Let's take a look at an important data point that could turn the streaming giant's naysayers into supporters of the business and its stock.
Netflix is still the top streaming service
According to Nielsen Holdings, a market research firm, Netflix accounted for 8% of total U.S. TV viewing time in the month of July, the most of any streaming service provider. Not only was this higher than the 7.7% recorded in June, but it was also 0.7 percentage points above Alphabet's YouTube. Streaming hours surpassed cable TV for the first time ever as well, an accomplishment that proves the secular shift away from traditional TV toward streaming entertainment still has legs.
The fact that Netflix is still the top dog when it comes to streaming hours should give confidence to shareholders betting on the company's long-term prospects. Unsurprisingly, the business losing subscribers this year has been a major catalyst driving the stock down. But Netflix remains the go-to streaming choice for consumers.
Last year, the company spent $17.5 billion in cash on content. And this year, the management team expects to spend roughly the same amount. That's an incredible war chest to continue investing capital in attracting new members and retaining existing ones. Introducing hit series, like Bridgerton and Stranger Things, as well as popular movies, like Red Notice and Gray Man, on a consistent basis will help reduce churn and bring additional subscribers onto the platform.
"We're executing really well on the content side," co-founder and co-CEO Reed Hastings mentioned on the Q2 2022 earnings call.
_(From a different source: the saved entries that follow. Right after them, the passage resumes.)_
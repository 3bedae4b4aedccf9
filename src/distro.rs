//! Target distro lookup table.
//!
//! Everything distro-specific lives in one static table: the package-manager
//! kind, the default base image, and the extra repositories that must be
//! enabled before build dependencies can resolve.

use std::fmt;
use std::str::FromStr;

use crate::error::{BuildError, Result};

/// Supported target distros.
#[derive(Debug, Clone, Copy, PartialEq, Eq, Hash)]
pub enum DistroKind {
    Centos9,
    Centos10,
    Fedora,
}

/// Package-manager family used inside the build environment.
#[derive(Debug, Clone, Copy, PartialEq, Eq)]
pub enum PackageManager {
    Dnf,
}

/// Per-distro build-environment facts.
#[derive(Debug)]
pub struct DistroProfile {
    pub kind: DistroKind,
    pub package_manager: PackageManager,
    /// Default base image when the caller does not supply one.
    pub base_image: &'static str,
    /// Packages that enable extra repositories, installed first.
    pub repo_packages: &'static [&'static str],
    /// Repositories passed as `--enablerepo` to every dnf invocation.
    pub enable_repos: &'static [&'static str],
}

pub const PROFILES: &[DistroProfile] = &[
    DistroProfile {
        kind: DistroKind::Centos9,
        package_manager: PackageManager::Dnf,
        base_image: "quay.io/centos/centos:stream9",
        repo_packages: &["epel-release", "centos-release-gluster", "centos-release-ceph-reef"],
        enable_repos: &["crb", "epel", "centos-gluster11", "centos-ceph-reef"],
    },
    DistroProfile {
        kind: DistroKind::Centos10,
        package_manager: PackageManager::Dnf,
        base_image: "quay.io/centos/centos:stream10",
        repo_packages: &["epel-release"],
        enable_repos: &["crb", "epel"],
    },
    DistroProfile {
        kind: DistroKind::Fedora,
        package_manager: PackageManager::Dnf,
        base_image: "registry.fedoraproject.org/fedora:40",
        repo_packages: &[],
        enable_repos: &[],
    },
];

impl DistroKind {
    pub const ALL: &'static [DistroKind] =
        &[DistroKind::Centos9, DistroKind::Centos10, DistroKind::Fedora];

    pub fn as_str(self) -> &'static str {
        match self {
            DistroKind::Centos9 => "centos9",
            DistroKind::Centos10 => "centos10",
            DistroKind::Fedora => "fedora",
        }
    }

    pub fn profile(self) -> &'static DistroProfile {
        PROFILES
            .iter()
            .find(|p| p.kind == self)
            .expect("every DistroKind has a profile entry")
    }
}

impl fmt::Display for DistroKind {
    fn fmt(&self, f: &mut fmt::Formatter<'_>) -> fmt::Result {
        f.write_str(self.as_str())
    }
}

impl FromStr for DistroKind {
    type Err = BuildError;

    fn from_str(s: &str) -> Result<Self> {
        match s {
            "centos9" | "centos" | "c9" => Ok(DistroKind::Centos9),
            "centos10" | "c10" => Ok(DistroKind::Centos10),
            "fedora" | "fc" => Ok(DistroKind::Fedora),
            other => Err(BuildError::Config(format!(
                "unknown distro '{}'; expected one of: {}",
                other,
                DistroKind::ALL
                    .iter()
                    .map(|d| d.as_str())
                    .collect::<Vec<_>>()
                    .join(", ")
            ))),
        }
    }
}
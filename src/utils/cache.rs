//! Parsed player scripts cached by player version

use crate::config::CipherConfig;
use crate::platform::cipher::Cipher;
use crate::Result;
use moka::sync::Cache;
use std::sync::Arc;
use tracing::debug;

/// In-memory cache of parsed scripts, keyed by player id (e.g. `"6d1c2f5a"`)
#[derive(Clone)]
pub struct PlayerCache {
    ciphers: Cache<String, Arc<Cipher>>,
    config: CipherConfig,
}

impl PlayerCache {
    /// Create a cache with the default configuration
    pub fn new() -> Self {
        Self::with_config(CipherConfig::default())
    }

    /// Create a cache with configuration
    pub fn with_config(config: CipherConfig) -> Self {
        let ciphers = Cache::builder()
            .time_to_live(config.cache_ttl)
            .max_capacity(config.cache_capacity)
            .build();
        Self { ciphers, config }
    }

    pub fn get(&self, player_id: &str) -> Option<Arc<Cipher>> {
        self.ciphers.get(player_id)
    }

    pub fn insert(&self, player_id: &str, cipher: Cipher) -> Arc<Cipher> {
        let cipher = Arc::new(cipher);
        self.ciphers.insert(player_id.to_string(), Arc::clone(&cipher));
        cipher
    }

    /// Cached cipher for `player_id`, parsing `script` on a miss.
    /// Parse failures are returned and leave the cache untouched.
    pub fn get_or_parse(&self, player_id: &str, script: &str) -> Result<Arc<Cipher>> {
        if let Some(cipher) = self.get(player_id) {
            debug!("Player cache hit for {}", player_id);
            return Ok(cipher);
        }

        debug!("Player cache miss for {}, parsing {} bytes", player_id, script.len());
        let cipher = Cipher::from_script_with_config(script, &self.config)?;
        Ok(self.insert(player_id, cipher))
    }

    /// Drop one player version, e.g. after its plans stopped matching
    pub fn invalidate(&self, player_id: &str) {
        self.ciphers.invalidate(player_id);
    }

    pub fn clear(&self) {
        self.ciphers.invalidate_all();
    }

    pub fn config(&self) -> &CipherConfig {
        &self.config
    }
}

impl Default for PlayerCache {
    fn default() -> Self {
        Self::new()
    }
}
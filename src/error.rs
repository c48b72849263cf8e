//! Error types for ryt-cipher

use thiserror::Error;

/// Main error type for script extraction and deciphering
#[derive(Debug, Error)]
pub enum CipherError {
    #[error("Malformed input: {0}")]
    MalformedInput(String),

    #[error("Unterminated literal starting at offset {0}")]
    UnterminatedLiteral(usize),

    #[error("No pattern matched for {0}")]
    NoPatternMatched(&'static str),

    #[error("Extraction failed: {0}")]
    ExtractionFailed(String),

    #[error("Unknown operation: {0}")]
    UnknownOperation(String),

    #[error("Operand {index} is not callable: {value}")]
    NotCallable { index: usize, value: String },

    #[error("Unsupported: {0}")]
    Unsupported(String),

    #[error("Invalid operand: {0}")]
    InvalidOperand(String),

    #[error("Script too large: {size} bytes (limit {limit})")]
    ScriptTooLarge { size: usize, limit: usize },

    #[error("Invalid pattern: {0}")]
    InvalidPattern(String),

    #[error("Invalid configuration: {0}")]
    InvalidConfig(String),

    #[error("Regex error: {0}")]
    RegexError(#[from] regex::Error),

    #[error("JSON error: {0}")]
    JsonError(#[from] serde_json::Error),

    #[error("URL parsing error: {0}")]
    UrlError(#[from] url::ParseError),
}

impl CipherError {
    /// Check if a freshly fetched player script might succeed where this one failed
    pub fn is_stale_script(&self) -> bool {
        matches!(
            self,
            CipherError::NoPatternMatched(_) | CipherError::ExtractionFailed(_)
        )
    }
}
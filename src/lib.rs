//! # ryt-cipher - player script deciphering
//!
//! Recovers the signature cipher and the throttling (`n` parameter)
//! transform from a minified player script and runs them natively, without
//! a JavaScript engine.
//!
//! ## Features
//!
//! - Prioritised pattern catalogues for locating cipher functions
//! - Bracket-aware scanning of function bodies and array literals
//! - Classification of obfuscated helpers into canonical operations
//! - Serializable plans, cached per player version
//!
//! ## Example
//!
//! ```rust,no_run
//! use ryt_cipher::Cipher;
//!
//! fn main() -> Result<(), Box<dyn std::error::Error>> {
//!     let script = std::fs::read_to_string("base.js")?;
//!     let cipher = Cipher::from_script(&script)?;
//!
//!     println!("sig: {}", cipher.decipher_signature("AOq0QJ8wRAIgXb...")?);
//!     println!("n:   {}", cipher.decipher_throttling("T9sNkmTK8Hn2cw")?);
//!
//!     Ok(())
//! }
//! ```

pub mod config;
pub mod error;
pub mod js;
pub mod platform;
pub mod utils;

// Re-export main types
pub use config::CipherConfig;
pub use error::CipherError;
pub use platform::{Cipher, SignaturePlan, ThrottlingProgram};
pub use utils::{extract_player_id, resolve_signature_cipher, rewrite_throttling_param, PlayerCache};

/// Result type alias for ryt-cipher operations
pub type Result<T> = std::result::Result<T, CipherError>;
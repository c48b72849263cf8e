//! Synthetic player script used across tests

/// Minimal player script carrying both a signature cipher and a throttling transform
pub(crate) const PLAYER_JS: &str = r#"var _yt_player={};(function(g){var window=this;
var DE={AJ:function(a){a.reverse()},
VR:function(a,b){a.splice(0,b)},
kT:function(a,b){var c=a[0];a[0]=a[b%a.length];a[b%a.length]=c}};
Mka=function(a){a=a.split("");DE.kT(a,2);DE.AJ(a,54);DE.VR(a,1);DE.kT(a,31);return a.join("")};
g.Ys=function(a,b,c){c&&a.set(b,encodeURIComponent(Mka(c)))};
var Bpa=[iha];
iha=function(a){var b=a.split(""),c=[-1186681367,function(d,e){e=(e%d.length+d.length)%d.length;d.splice(e,1)},"ab,c",null,function(d){d.reverse()},b,function(d,e){d.push(e)},function(d,e){for(e=(e%d.length+d.length)%d.length;e--;)d.unshift(d.pop())},3,function(d,e){e=(e%d.length+d.length)%d.length;var f=d[0];d[0]=d[e];d[e]=f},-2,function(d,e){e=(e%d.length+d.length)%d.length;d.splice(0,1,d.splice(e,1,d[0])[0])},"x",function(d,e){e=(e%d.length+d.length)%d.length;d.splice(-e).reverse().forEach(function(f){d.unshift(f)})}];
c[3]=c;try{c[4](c[5]),c[7](c[5],c[8]),c[9](c[5],c[10]),c[6](c[5],c[12]),c[11](c[5],c[8]),c[13](c[5],c[10]),c[1](c[5],c[8]),c[9](c[3],c[8]),c[6](c[5],c[3])}catch(f){return"enhanced_except_"+a}return b.join("")};
g.Wq=function(a){a.D&&(b=a.get("n"))&&(b=Bpa[0](b),a.set("n",b),Bpa.length||iha(""))};
})(_yt_player);
"#;

/// Same script, but the throttling function is only reachable through `Bpa[0]`
pub(crate) const INDIRECT_PLAYER_JS: &str = r#"var _yt_player={};(function(g){var window=this;
var Bpa=[iha];
iha=function(a){var b=a.split(""),c=[-1186681367,function(d,e){e=(e%d.length+d.length)%d.length;d.splice(e,1)},"ab,c",null,function(d){d.reverse()},b,function(d,e){d.push(e)},function(d,e){for(e=(e%d.length+d.length)%d.length;e--;)d.unshift(d.pop())},3,function(d,e){e=(e%d.length+d.length)%d.length;var f=d[0];d[0]=d[e];d[e]=f},-2,function(d,e){e=(e%d.length+d.length)%d.length;d.splice(0,1,d.splice(e,1,d[0])[0])},"x",function(d,e){e=(e%d.length+d.length)%d.length;d.splice(-e).reverse().forEach(function(f){d.unshift(f)})}];
c[3]=c;try{c[4](c[5]),c[7](c[5],c[8]),c[9](c[5],c[10]),c[6](c[5],c[12]),c[11](c[5],c[8]),c[13](c[5],c[10]),c[1](c[5],c[8]),c[9](c[3],c[8]),c[6](c[5],c[3])}catch(f){return"enhanced_except_"+a}return b.join("")};
g.Wq=function(a){a.D&&(b=a.get("n"))&&(b=Bpa[0](b),a.set("n",b))};
})(_yt_player);
"#;
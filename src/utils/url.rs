//! URL helpers around player scripts and stream URLs

use crate::error::CipherError;
use crate::platform::cipher::Cipher;
use crate::Result;
use regex::Regex;
use std::collections::HashMap;
use std::sync::OnceLock;
use tracing::debug;
use url::Url;

/// Parameter name used when a `signatureCipher` carries no `sp`
const DEFAULT_SIGNATURE_PARAM: &str = "signature";

/// Extract the player version from a script URL such as
/// `/s/player/6d1c2f5a/player_ias.vflset/en_US/base.js`
pub fn extract_player_id(player_url: &str) -> Result<String> {
    player_id_regex()?
        .captures(player_url)
        .and_then(|caps| caps.name("id"))
        .map(|m| m.as_str().to_string())
        .ok_or(CipherError::NoPatternMatched("player id"))
}

fn player_id_regex() -> Result<&'static Regex> {
    static PLAYER_ID: OnceLock<Regex> = OnceLock::new();
    if let Some(re) = PLAYER_ID.get() {
        return Ok(re);
    }
    let re = Regex::new(r"/s/player/(?P<id>[0-9a-fA-F]{8})/")?;
    Ok(PLAYER_ID.get_or_init(|| re))
}

/// Turn a form-encoded `signatureCipher` value into a playable URL.
///
/// `s` is deciphered and stored under the `sp` parameter name on `url`.
pub fn resolve_signature_cipher(signature_cipher: &str, cipher: &Cipher) -> Result<String> {
    let params: HashMap<String, String> = url::form_urlencoded::parse(signature_cipher.as_bytes())
        .into_owned()
        .collect();

    let base = params
        .get("url")
        .ok_or_else(|| CipherError::MalformedInput("signatureCipher without url".to_string()))?;
    let signature = params
        .get("s")
        .ok_or_else(|| CipherError::MalformedInput("signatureCipher without s".to_string()))?;
    let sp = params
        .get("sp")
        .map(String::as_str)
        .unwrap_or(DEFAULT_SIGNATURE_PARAM);

    let deciphered = cipher.decipher_signature(signature)?;
    debug!("Resolved signature into '{}' parameter", sp);
    Ok(set_query_param(Url::parse(base)?, sp, &deciphered).into())
}

/// Replace the `n` query parameter of `url` with its transformed value.
/// URLs without `n` are returned unchanged.
pub fn rewrite_throttling_param(url: &str, cipher: &Cipher) -> Result<String> {
    let parsed = Url::parse(url)?;
    let n = match parsed.query_pairs().find(|(k, _)| k == "n") {
        Some((_, v)) => v.into_owned(),
        None => return Ok(url.to_string()),
    };

    let transformed = cipher.decipher_throttling(&n)?;
    debug!("Rewrote n parameter ({} -> {} chars)", n.len(), transformed.len());
    Ok(set_query_param(parsed, "n", &transformed).into())
}

/// Set `key` to `value`, keeping the position of an existing pair and the
/// order of all others
fn set_query_param(mut url: Url, key: &str, value: &str) -> Url {
    // Collect pairs first (immutable borrow), then rebuild (mutable borrow)
    let mut pairs: Vec<(String, String)> = url
        .query_pairs()
        .map(|(k, v)| (k.into_owned(), v.into_owned()))
        .collect();
    match pairs.iter_mut().find(|(k, _)| k == key) {
        Some(pair) => pair.1 = value.to_string(),
        None => pairs.push((key.to_string(), value.to_string())),
    }
    url.query_pairs_mut()
        .clear()
        .extend_pairs(pairs.iter().map(|(k, v)| (k.as_str(), v.as_str())));
    url
}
After Netflix and YouTube, rounding out the list (in order) were Hulu, which is majority-owned by Walt Disney, Amazon Prime Video, Disney+, and Warner Bros Discovery's HBO Max. Despite what is increasingly becoming an extremely crowded market, Netflix still shines.
Looking ahead, the return of the NFL and NCAA football seasons this fall should boost viewing time for cable-TV providers. Therefore, when Nielsen releases data for August, and especially September, don't be surprised to see streaming's share fall back to second place. Nonetheless, with major streaming players like Amazon, Apple, and Alphabet making inroads into live sports, it's probably only a matter of time before streaming solidifies its top spot on a regular basis.
"Everyone is pouring in," said Hastings. "It's definitely the end of linear TV over the next five, 10 years."
Netflix stock could be a buy
With shares down 62% in 2022, Netflix stock today trades at a price-to-earnings multiple of 21 and a price-to-sales multiple of over three. Both of these valuation metrics are significantly below their trailing five-year averages. And Netflix's 38% return over the past five years is less than half of the S&P 500's total return during the same time.
Even longtime Netflix bears might consider buying the stock after looking at the data point discussed earlier and the current depressed valuation. The pessimism surrounding the business today could prove to be a great buying opportunity for investors who are able to ignore the noise and focus on the bigger picture.
And that bigger picture is that Netflix, with its 220.7 million subscribers today, still has a huge growth runway ahead, especially in international markets. The U.S. and Canada (UCAN) market appears to be saturated in terms of membership growth, combined with losing almost 2 million customers in the first six months of this year. But in the Asia-Pacific (APAC) region, Netflix added nearly 7 million subscribers over the past four quarters. And India, in particular, is a major growth market for the business.
For those who still believe in Netflix's future, now is the time to buy the stock.